## Records for this task:
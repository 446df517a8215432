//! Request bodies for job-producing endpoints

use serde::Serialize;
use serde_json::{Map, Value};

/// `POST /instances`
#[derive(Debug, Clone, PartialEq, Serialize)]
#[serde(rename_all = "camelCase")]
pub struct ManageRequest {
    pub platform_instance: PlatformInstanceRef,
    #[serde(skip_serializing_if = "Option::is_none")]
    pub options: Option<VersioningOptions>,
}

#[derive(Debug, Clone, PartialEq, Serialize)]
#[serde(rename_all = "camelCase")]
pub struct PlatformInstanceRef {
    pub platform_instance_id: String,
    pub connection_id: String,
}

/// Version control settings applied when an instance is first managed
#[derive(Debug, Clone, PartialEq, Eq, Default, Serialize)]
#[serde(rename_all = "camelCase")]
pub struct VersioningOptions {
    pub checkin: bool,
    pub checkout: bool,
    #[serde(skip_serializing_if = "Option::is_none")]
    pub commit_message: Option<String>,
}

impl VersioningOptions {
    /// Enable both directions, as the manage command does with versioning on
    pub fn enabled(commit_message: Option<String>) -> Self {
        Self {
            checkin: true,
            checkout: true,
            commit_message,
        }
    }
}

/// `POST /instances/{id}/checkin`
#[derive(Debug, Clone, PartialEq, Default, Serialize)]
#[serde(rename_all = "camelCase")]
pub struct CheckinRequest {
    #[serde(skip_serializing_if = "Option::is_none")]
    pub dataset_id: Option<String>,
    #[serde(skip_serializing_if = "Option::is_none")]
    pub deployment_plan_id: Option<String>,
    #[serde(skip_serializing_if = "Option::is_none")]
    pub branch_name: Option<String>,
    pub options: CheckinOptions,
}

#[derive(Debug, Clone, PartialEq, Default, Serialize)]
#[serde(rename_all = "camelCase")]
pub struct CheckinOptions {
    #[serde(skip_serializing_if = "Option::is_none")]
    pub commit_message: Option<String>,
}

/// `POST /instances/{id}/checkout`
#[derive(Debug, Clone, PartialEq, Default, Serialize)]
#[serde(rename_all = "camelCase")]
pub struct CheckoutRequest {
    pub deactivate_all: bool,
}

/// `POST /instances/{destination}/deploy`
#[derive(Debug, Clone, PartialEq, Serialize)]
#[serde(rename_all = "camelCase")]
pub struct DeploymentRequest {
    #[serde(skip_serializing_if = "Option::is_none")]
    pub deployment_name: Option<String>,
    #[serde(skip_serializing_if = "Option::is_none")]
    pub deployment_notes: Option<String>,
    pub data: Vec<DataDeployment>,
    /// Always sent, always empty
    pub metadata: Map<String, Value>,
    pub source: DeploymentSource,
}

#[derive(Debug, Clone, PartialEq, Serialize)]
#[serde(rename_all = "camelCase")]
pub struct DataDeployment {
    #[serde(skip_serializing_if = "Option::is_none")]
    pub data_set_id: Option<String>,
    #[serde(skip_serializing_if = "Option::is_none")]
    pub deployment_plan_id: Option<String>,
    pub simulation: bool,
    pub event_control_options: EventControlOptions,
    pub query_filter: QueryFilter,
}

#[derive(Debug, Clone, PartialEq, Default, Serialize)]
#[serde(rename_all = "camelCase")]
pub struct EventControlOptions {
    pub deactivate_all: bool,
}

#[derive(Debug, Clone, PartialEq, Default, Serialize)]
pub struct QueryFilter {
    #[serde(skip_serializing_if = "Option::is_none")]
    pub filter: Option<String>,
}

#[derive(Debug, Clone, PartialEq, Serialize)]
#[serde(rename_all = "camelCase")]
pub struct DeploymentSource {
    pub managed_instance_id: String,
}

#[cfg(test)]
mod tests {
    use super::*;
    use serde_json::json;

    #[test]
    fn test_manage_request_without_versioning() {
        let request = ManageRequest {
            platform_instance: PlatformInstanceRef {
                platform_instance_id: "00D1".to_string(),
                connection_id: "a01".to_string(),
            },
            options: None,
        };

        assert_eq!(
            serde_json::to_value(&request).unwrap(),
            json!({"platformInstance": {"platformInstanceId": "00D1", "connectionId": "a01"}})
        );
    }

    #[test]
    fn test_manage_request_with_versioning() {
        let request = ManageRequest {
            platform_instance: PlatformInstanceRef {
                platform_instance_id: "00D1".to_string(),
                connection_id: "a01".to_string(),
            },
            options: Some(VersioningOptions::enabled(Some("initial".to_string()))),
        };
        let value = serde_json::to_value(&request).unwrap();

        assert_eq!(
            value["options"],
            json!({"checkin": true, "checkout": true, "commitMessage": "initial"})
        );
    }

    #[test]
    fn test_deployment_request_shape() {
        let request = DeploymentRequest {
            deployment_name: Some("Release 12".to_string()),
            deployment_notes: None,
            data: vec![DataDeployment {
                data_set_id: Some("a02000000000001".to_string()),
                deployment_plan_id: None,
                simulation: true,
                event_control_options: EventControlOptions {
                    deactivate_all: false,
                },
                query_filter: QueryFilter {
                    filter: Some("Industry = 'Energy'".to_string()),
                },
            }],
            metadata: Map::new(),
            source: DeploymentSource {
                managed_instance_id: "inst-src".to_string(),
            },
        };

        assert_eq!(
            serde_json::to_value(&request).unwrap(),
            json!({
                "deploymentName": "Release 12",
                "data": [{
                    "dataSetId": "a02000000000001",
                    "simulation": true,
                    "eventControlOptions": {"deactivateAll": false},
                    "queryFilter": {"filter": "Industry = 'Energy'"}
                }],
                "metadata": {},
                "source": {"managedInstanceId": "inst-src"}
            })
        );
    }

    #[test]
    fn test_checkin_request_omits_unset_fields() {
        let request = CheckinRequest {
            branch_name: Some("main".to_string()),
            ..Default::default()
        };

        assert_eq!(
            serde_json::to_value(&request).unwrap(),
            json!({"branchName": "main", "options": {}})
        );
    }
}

* * *

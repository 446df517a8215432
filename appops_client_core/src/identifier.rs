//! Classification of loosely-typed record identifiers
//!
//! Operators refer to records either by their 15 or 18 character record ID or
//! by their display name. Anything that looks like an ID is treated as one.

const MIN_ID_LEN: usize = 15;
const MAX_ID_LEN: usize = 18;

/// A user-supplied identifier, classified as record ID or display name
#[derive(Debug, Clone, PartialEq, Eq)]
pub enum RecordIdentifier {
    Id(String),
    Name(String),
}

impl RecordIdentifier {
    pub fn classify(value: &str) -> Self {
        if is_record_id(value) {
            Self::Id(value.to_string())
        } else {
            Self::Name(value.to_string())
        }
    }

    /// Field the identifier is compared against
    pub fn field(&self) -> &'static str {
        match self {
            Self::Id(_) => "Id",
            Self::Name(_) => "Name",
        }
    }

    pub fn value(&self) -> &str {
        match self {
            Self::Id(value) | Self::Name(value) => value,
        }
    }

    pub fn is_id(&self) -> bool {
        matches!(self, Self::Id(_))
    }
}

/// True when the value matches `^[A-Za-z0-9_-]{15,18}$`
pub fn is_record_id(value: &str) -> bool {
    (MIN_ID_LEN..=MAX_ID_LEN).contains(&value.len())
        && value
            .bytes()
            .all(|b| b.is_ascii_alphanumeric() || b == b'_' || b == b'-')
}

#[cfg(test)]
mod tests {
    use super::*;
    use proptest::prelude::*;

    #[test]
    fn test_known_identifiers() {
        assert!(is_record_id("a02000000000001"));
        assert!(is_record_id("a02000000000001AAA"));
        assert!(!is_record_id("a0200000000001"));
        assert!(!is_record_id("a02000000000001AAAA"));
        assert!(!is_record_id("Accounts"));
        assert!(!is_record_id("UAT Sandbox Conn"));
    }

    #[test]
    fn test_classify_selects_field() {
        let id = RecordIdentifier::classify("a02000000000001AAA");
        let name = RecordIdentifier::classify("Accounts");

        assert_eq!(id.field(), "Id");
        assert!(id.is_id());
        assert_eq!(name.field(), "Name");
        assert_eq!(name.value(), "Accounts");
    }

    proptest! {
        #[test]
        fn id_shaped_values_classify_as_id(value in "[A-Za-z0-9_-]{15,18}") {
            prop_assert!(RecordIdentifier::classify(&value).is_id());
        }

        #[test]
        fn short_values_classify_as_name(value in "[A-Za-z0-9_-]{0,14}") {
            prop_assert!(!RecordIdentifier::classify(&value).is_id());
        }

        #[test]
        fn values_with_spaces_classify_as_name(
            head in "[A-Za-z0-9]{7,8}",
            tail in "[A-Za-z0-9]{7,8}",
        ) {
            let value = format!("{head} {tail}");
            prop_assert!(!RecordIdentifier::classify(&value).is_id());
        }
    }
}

## Work order:
Filter the listing by the string "DataDeployment"; copy each matching line.

## Answer box:
    pub data: Vec<DataDeployment>,
pub struct DataDeployment {
            data: vec![DataDeployment {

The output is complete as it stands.